Everyone with eczema has their own unique cocktail of specific triggers that exacerbate their symptoms. But one of the most common ones is exercise.
“Exercise can mean more outdoor activity with pollen, weeds, and grass,” all of which can be eczema-flaring allergens, notes dermatologist Calvin Williams, MD, the medical director of Essential Dermatology Group. “Or, exercise can mean exposure to places like gym mats, where microbes like to colonize, which can also lead to flares.”
More to the point, our bodies naturally produce sweat to help cool our bodies down when we’re working out. And some of the contents of sweat (sodium chloride, urea, lactate) can irritate our skin and exacerbate symptoms like itchiness. According to Dr. Williams, “Sweat is one of the most commonly-reported triggers.”

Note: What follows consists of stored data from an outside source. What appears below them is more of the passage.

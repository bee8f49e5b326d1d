use std::fmt;
use std::path::PathBuf;

use async_trait::async_trait;
use serde::{Deserialize, Serialize};
use tokio_util::sync::CancellationToken;

use crate::ids::{TaskId, ToolCallId};
use crate::stream::ToolParams;

/// Context available to tools during execution.
#[derive(Clone, Debug)]
pub struct ToolContext {
    pub task_id: TaskId,
    pub working_directory: PathBuf,
    pub abort_signal: CancellationToken,
}

/// Trait implemented by each tool in the catalog.
#[async_trait]
pub trait Tool: Send + Sync {
    /// Wire name, lowercase and hyphenated (`read-file`).
    fn name(&self) -> &str;
    fn description(&self) -> &str;

    /// Parameters that must be present and non-empty.
    fn required_params(&self) -> &[&'static str];

    /// Parameters holding workspace paths; these must be relative.
    fn path_params(&self) -> &[&'static str] {
        &[]
    }

    async fn execute(&self, params: &ToolParams, ctx: &ToolContext) -> Result<String, ToolError>;
}

/// A tool invocation produced by the parser once its closing tag is seen.
#[derive(Clone, Debug, PartialEq, Serialize, Deserialize)]
pub struct ToolRequest {
    pub name: String,
    pub params: ToolParams,
    pub tool_id: ToolCallId,
}

#[derive(Clone, Copy, Debug, PartialEq, Eq, Serialize, Deserialize)]
#[serde(rename_all = "snake_case")]
pub enum ToolResultStatus {
    Success,
    Failed,
}

/// Outcome of one tool call as recorded in the task's tool state.
#[derive(Clone, Debug, PartialEq, Serialize, Deserialize)]
pub struct ToolResult {
    pub tool: String,
    pub tool_id: ToolCallId,
    pub status: ToolResultStatus,
    pub params: ToolParams,
    #[serde(default, skip_serializing_if = "Option::is_none")]
    pub result: Option<String>,
    #[serde(default, skip_serializing_if = "Option::is_none")]
    pub error: Option<String>,
    #[serde(default, skip_serializing_if = "Option::is_none")]
    pub extra: Option<serde_json::Value>,
}

impl ToolResult {
    pub fn is_success(&self) -> bool {
        self.status == ToolResultStatus::Success
    }
}

/// Stable failure codes surfaced to the model alongside the message.
#[derive(Clone, Copy, Debug, PartialEq, Eq, Hash, Serialize, Deserialize)]
#[serde(rename_all = "SCREAMING_SNAKE_CASE")]
pub enum ToolErrorCode {
    UnknownTool,
    MissingParam,
    InvalidParam,
    InvalidPath,
    FileNotFound,
    ReadError,
    WriteError,
    MergeFailed,
    DiffError,
    DeleteError,
    SourceNotFound,
    DestinationExists,
    RenameError,
    DependencyError,
    PathNotFound,
    SearchError,
    ListError,
    ExecutionError,
}

impl ToolErrorCode {
    pub fn as_str(&self) -> &'static str {
        match self {
            Self::UnknownTool => "UNKNOWN_TOOL",
            Self::MissingParam => "MISSING_PARAM",
            Self::InvalidParam => "INVALID_PARAM",
            Self::InvalidPath => "INVALID_PATH",
            Self::FileNotFound => "FILE_NOT_FOUND",
            Self::ReadError => "READ_ERROR",
            Self::WriteError => "WRITE_ERROR",
            Self::MergeFailed => "MERGE_FAILED",
            Self::DiffError => "DIFF_ERROR",
            Self::DeleteError => "DELETE_ERROR",
            Self::SourceNotFound => "SOURCE_NOT_FOUND",
            Self::DestinationExists => "DESTINATION_EXISTS",
            Self::RenameError => "RENAME_ERROR",
            Self::DependencyError => "DEPENDENCY_ERROR",
            Self::PathNotFound => "PATH_NOT_FOUND",
            Self::SearchError => "SEARCH_ERROR",
            Self::ListError => "LIST_ERROR",
            Self::ExecutionError => "EXECUTION_ERROR",
        }
    }
}

impl fmt::Display for ToolErrorCode {
    fn fmt(&self, f: &mut fmt::Formatter<'_>) -> fmt::Result {
        f.write_str(self.as_str())
    }
}

#[derive(Clone, Debug, PartialEq, thiserror::Error)]
#[error("{message}")]
pub struct ToolError {
    pub tool_name: String,
    pub code: ToolErrorCode,
    pub message: String,
    pub details: Option<serde_json::Value>,
}

impl ToolError {
    pub fn new(tool_name: impl Into<String>, code: ToolErrorCode, message: impl Into<String>) -> Self {
        Self {
            tool_name: tool_name.into(),
            code,
            message: message.into(),
            details: None,
        }
    }

    pub fn with_details(mut self, details: serde_json::Value) -> Self {
        self.details = Some(details);
        self
    }

    pub fn missing_param(tool_name: &str, param: &str) -> Self {
        Self::new(
            tool_name,
            ToolErrorCode::MissingParam,
            format!(
                "Error executing {tool_name}:\n<error-details>\nMissing required parameter '{param}'. \
                 Provide the parameter and retry.\n</error-details>"
            ),
        )
        .with_details(serde_json::json!({ "param": param }))
    }

    pub fn invalid_param(tool_name: &str, code: ToolErrorCode, param: &str, reason: &str) -> Self {
        Self::new(
            tool_name,
            code,
            format!("Error executing {tool_name}:\n<error-details>\nInvalid value for '{param}': {reason}\n</error-details>"),
        )
        .with_details(serde_json::json!({ "param": param }))
    }

    pub fn unknown_tool(tool_name: &str) -> Self {
        Self::invalid_param(tool_name, ToolErrorCode::UnknownTool, "tool_name", "Unsupported tool")
    }

    /// Message reported to the model and to clients on failure.
    pub fn report(&self) -> String {
        format!("{} (Error code: {})", self.message, self.code)
    }
}

#[cfg(test)]
mod tests {
    use super::*;

    #[test]
    fn code_serializes_screaming() {
        let json = serde_json::to_string(&ToolErrorCode::DestinationExists).unwrap();
        assert_eq!(json, r#""DESTINATION_EXISTS""#);
        assert_eq!(ToolErrorCode::DestinationExists.as_str(), "DESTINATION_EXISTS");
    }

    #[test]
    fn missing_param_message() {
        let err = ToolError::missing_param("read-file", "path");
        assert_eq!(err.code, ToolErrorCode::MissingParam);
        assert!(err.message.contains("Missing required parameter 'path'"));
        assert!(err.report().ends_with("(Error code: MISSING_PARAM)"));
    }

    #[test]
    fn unknown_tool_message() {
        let err = ToolError::unknown_tool("kb-search");
        assert_eq!(err.code, ToolErrorCode::UnknownTool);
        assert!(err.message.contains("Invalid value for 'tool_name': Unsupported tool"));
    }

    #[test]
    fn tool_result_skips_absent_fields() {
        let result = ToolResult {
            tool: "read-file".into(),
            tool_id: ToolCallId::from_raw("tool_1"),
            status: ToolResultStatus::Success,
            params: ToolParams::new(),
            result: Some("1 | hi".into()),
            error: None,
            extra: None,
        };
        let json = serde_json::to_value(&result).unwrap();
        assert_eq!(json["status"], "success");
        assert!(json.get("error").is_none());
        assert!(result.is_success());
    }
}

Of course, because fitness is an important component of staying healthy, eliminating exercise altogether isn’t usually a good solution. And it can even be helpful as part of a long-term strategy. “The link between eczema and stress is a clear one, and we know that exercise can reduce stress and anxiety,” explains Dr. Williams. Because of that, he says, working out regularly can even reduce eczema flares for some patients.

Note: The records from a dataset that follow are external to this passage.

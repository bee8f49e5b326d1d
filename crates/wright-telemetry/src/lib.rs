//! Tracing setup for the wright binary and its embedders.
//!
//! Logs always go to stderr: stdout is reserved for the NDJSON event stream.

use parking_lot::RwLock;
use serde::{Deserialize, Serialize};
use tracing::Level;
use tracing_subscriber::layer::{Layered, SubscriberExt};
use tracing_subscriber::util::SubscriberInitExt;
use tracing_subscriber::{reload, EnvFilter, Layer, Registry};

type FilterLayer = reload::Layer<EnvFilter, Registry>;
type Filtered = Layered<FilterLayer, Registry>;

#[derive(Clone, Copy, Debug, Default, PartialEq, Eq, Serialize, Deserialize)]
#[serde(rename_all = "snake_case")]
pub enum LogFormat {
    #[default]
    Json,
    Compact,
}

/// Configuration for the telemetry subsystem.
#[derive(Clone, Debug)]
pub struct TelemetryConfig {
    /// Default log level. Overridden by RUST_LOG env var.
    pub log_level: Level,
    /// Per-module level overrides (e.g. "wright_engine" => DEBUG).
    pub module_levels: Vec<(String, Level)>,
    pub format: LogFormat,
    /// Include the span list in JSON records.
    pub with_spans: bool,
}

impl Default for TelemetryConfig {
    fn default() -> Self {
        Self {
            log_level: Level::INFO,
            module_levels: Vec::new(),
            format: LogFormat::Json,
            with_spans: true,
        }
    }
}

#[derive(Debug, thiserror::Error)]
pub enum TelemetryError {
    #[error("global subscriber already installed: {0}")]
    AlreadyInitialized(String),
    #[error("filter reload failed: {0}")]
    Reload(String),
}

/// Handle returned by [`init_telemetry`]; allows adjusting levels at runtime.
pub struct TelemetryGuard {
    handle: reload::Handle<EnvFilter, Registry>,
    base_level: Level,
    module_levels: RwLock<Vec<(String, Level)>>,
}

impl TelemetryGuard {
    /// Change the log level for a specific module at runtime.
    pub fn set_module_level(&self, module: &str, level: Level) -> Result<(), TelemetryError> {
        let directives = {
            let mut levels = self.module_levels.write();
            if let Some(entry) = levels.iter_mut().find(|(m, _)| m == module) {
                entry.1 = level;
            } else {
                levels.push((module.to_string(), level));
            }
            filter_directives(self.base_level, &levels)
        };
        self.handle
            .reload(EnvFilter::new(directives))
            .map_err(|e| TelemetryError::Reload(e.to_string()))
    }

    pub fn module_levels(&self) -> Vec<(String, Level)> {
        self.module_levels.read().clone()
    }
}

/// Build an `EnvFilter` directive string such as `info,wright_engine=debug`.
pub fn filter_directives(base: Level, module_levels: &[(String, Level)]) -> String {
    let mut filter = base.to_string().to_lowercase();
    for (module, level) in module_levels {
        filter.push_str(&format!(",{}={}", module, level.to_string().to_lowercase()));
    }
    filter
}

/// Initialize the global subscriber. Call once at startup.
pub fn init_telemetry(config: TelemetryConfig) -> Result<TelemetryGuard, TelemetryError> {
    let directives = filter_directives(config.log_level, &config.module_levels);
    let env_filter =
        EnvFilter::try_from_default_env().unwrap_or_else(|_| EnvFilter::new(&directives));
    let (filter_layer, handle) = reload::Layer::new(env_filter);

    let fmt_layer: Box<dyn Layer<Filtered> + Send + Sync> = match config.format {
        LogFormat::Json => tracing_subscriber::fmt::layer()
            .json()
            .with_writer(std::io::stderr)
            .with_target(true)
            .with_span_list(config.with_spans)
            .boxed(),
        LogFormat::Compact => tracing_subscriber::fmt::layer()
            .compact()
            .with_writer(std::io::stderr)
            .with_target(true)
            .boxed(),
    };

    tracing_subscriber::registry()
        .with(filter_layer)
        .with(fmt_layer)
        .try_init()
        .map_err(|e| TelemetryError::AlreadyInitialized(e.to_string()))?;

    Ok(TelemetryGuard {
        handle,
        base_level: config.log_level,
        module_levels: RwLock::new(config.module_levels),
    })
}

#[cfg(test)]
mod tests {
    use super::*;

    #[test]
    fn directives_include_module_overrides() {
        let levels = vec![
            ("wright_engine".to_string(), Level::DEBUG),
            ("wright_store".to_string(), Level::WARN),
        ];
        assert_eq!(
            filter_directives(Level::INFO, &levels),
            "info,wright_engine=debug,wright_store=warn"
        );
        assert_eq!(filter_directives(Level::TRACE, &[]), "trace");
    }

    #[test]
    fn default_config_is_json_info() {
        let config = TelemetryConfig::default();
        assert_eq!(config.log_level, Level::INFO);
        assert_eq!(config.format, LogFormat::Json);
        assert!(config.module_levels.is_empty());
    }

    #[test]
    fn log_format_serde() {
        let parsed: LogFormat = serde_json::from_str(r#""compact""#).unwrap();
        assert_eq!(parsed, LogFormat::Compact);
    }

    #[test]
    fn init_then_adjust_level() {
        let guard = init_telemetry(TelemetryConfig::default()).unwrap();
        guard.set_module_level("wright_engine", Level::DEBUG).unwrap();
        guard.set_module_level("wright_engine", Level::TRACE).unwrap();
        assert_eq!(
            guard.module_levels(),
            vec![("wright_engine".to_string(), Level::TRACE)]
        );
        assert!(init_telemetry(TelemetryConfig::default()).is_err());
    }
}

How to exercise comfortably with eczema
Instead of swearing off exercise altogether, the best approach is to do a little detective work and troubleshooting to reduce any potential skin irritation.
1. Identify triggers
Dr. Williams recommends that people with eczema should try to figure out exactly what it is about exercise that causes their flares so they can find creative ways to avoid them. For example, wearing long pants when running on an outdoor trail can help avoid the casual leg brushing against a plant.
2. Drink plenty of water
Hydration during exercise is always important, but even more so for those who are exercising with eczema. “Patients who suffer from eczema already have an issue with epidermal dehydration,” says Dr. Williams.
3. Wear natural fabrics
If sweat is an irritant for your eczema, natural fabrics are the way to go. Wearing synthetic materials that trap sweat on the skin can lead to even more irritation. “Natural materials can allow for more air flow and sweat absorption, reducing the prolonged contact of sweat directly on the skin,” says Dr. Williams. Consider cotton, bamboo, or even wool.
4. Clean any mats before using them
Disinfect your workout equipment with antimicrobial spray prior to using it to help prevent flare-inducing infections—don’t trust that it’s been properly cleaned by the previous gym-goer.
5. Remove sweat as it forms
“If sweat is an irritant, keeping a clean towel nearby to gently blot sweat can be a way to help reduce itch,” Dr. Williams advises.
6. Manage your chlorine exposure
Chlorine is a known skin irritant—even without eczema. But that doesn’t mean you need to avoid the pool. “Short exposures to chlorine pools can potentially be helpful and have similar effects as a diluted bleach bath,” says Dr. Williams. Just make sure the chlorine levels of the pool are well-maintained, and to get out of your swimsuit and rinse off with fresh clean water as soon as you’re done. “A significant amount of irritation and itching can ensue if the chlorine water is allowed to dry on your skin,” Dr. Williams warns.
7. Protect the skin with a cream
Finally, Dr. Williams suggests using a skin protectant before and after your workout: “Thick emollient creams such as Cetaphil, Cerave, or Eucerin can help to protect the skin barrier.” So lather up, lace up, and get after it.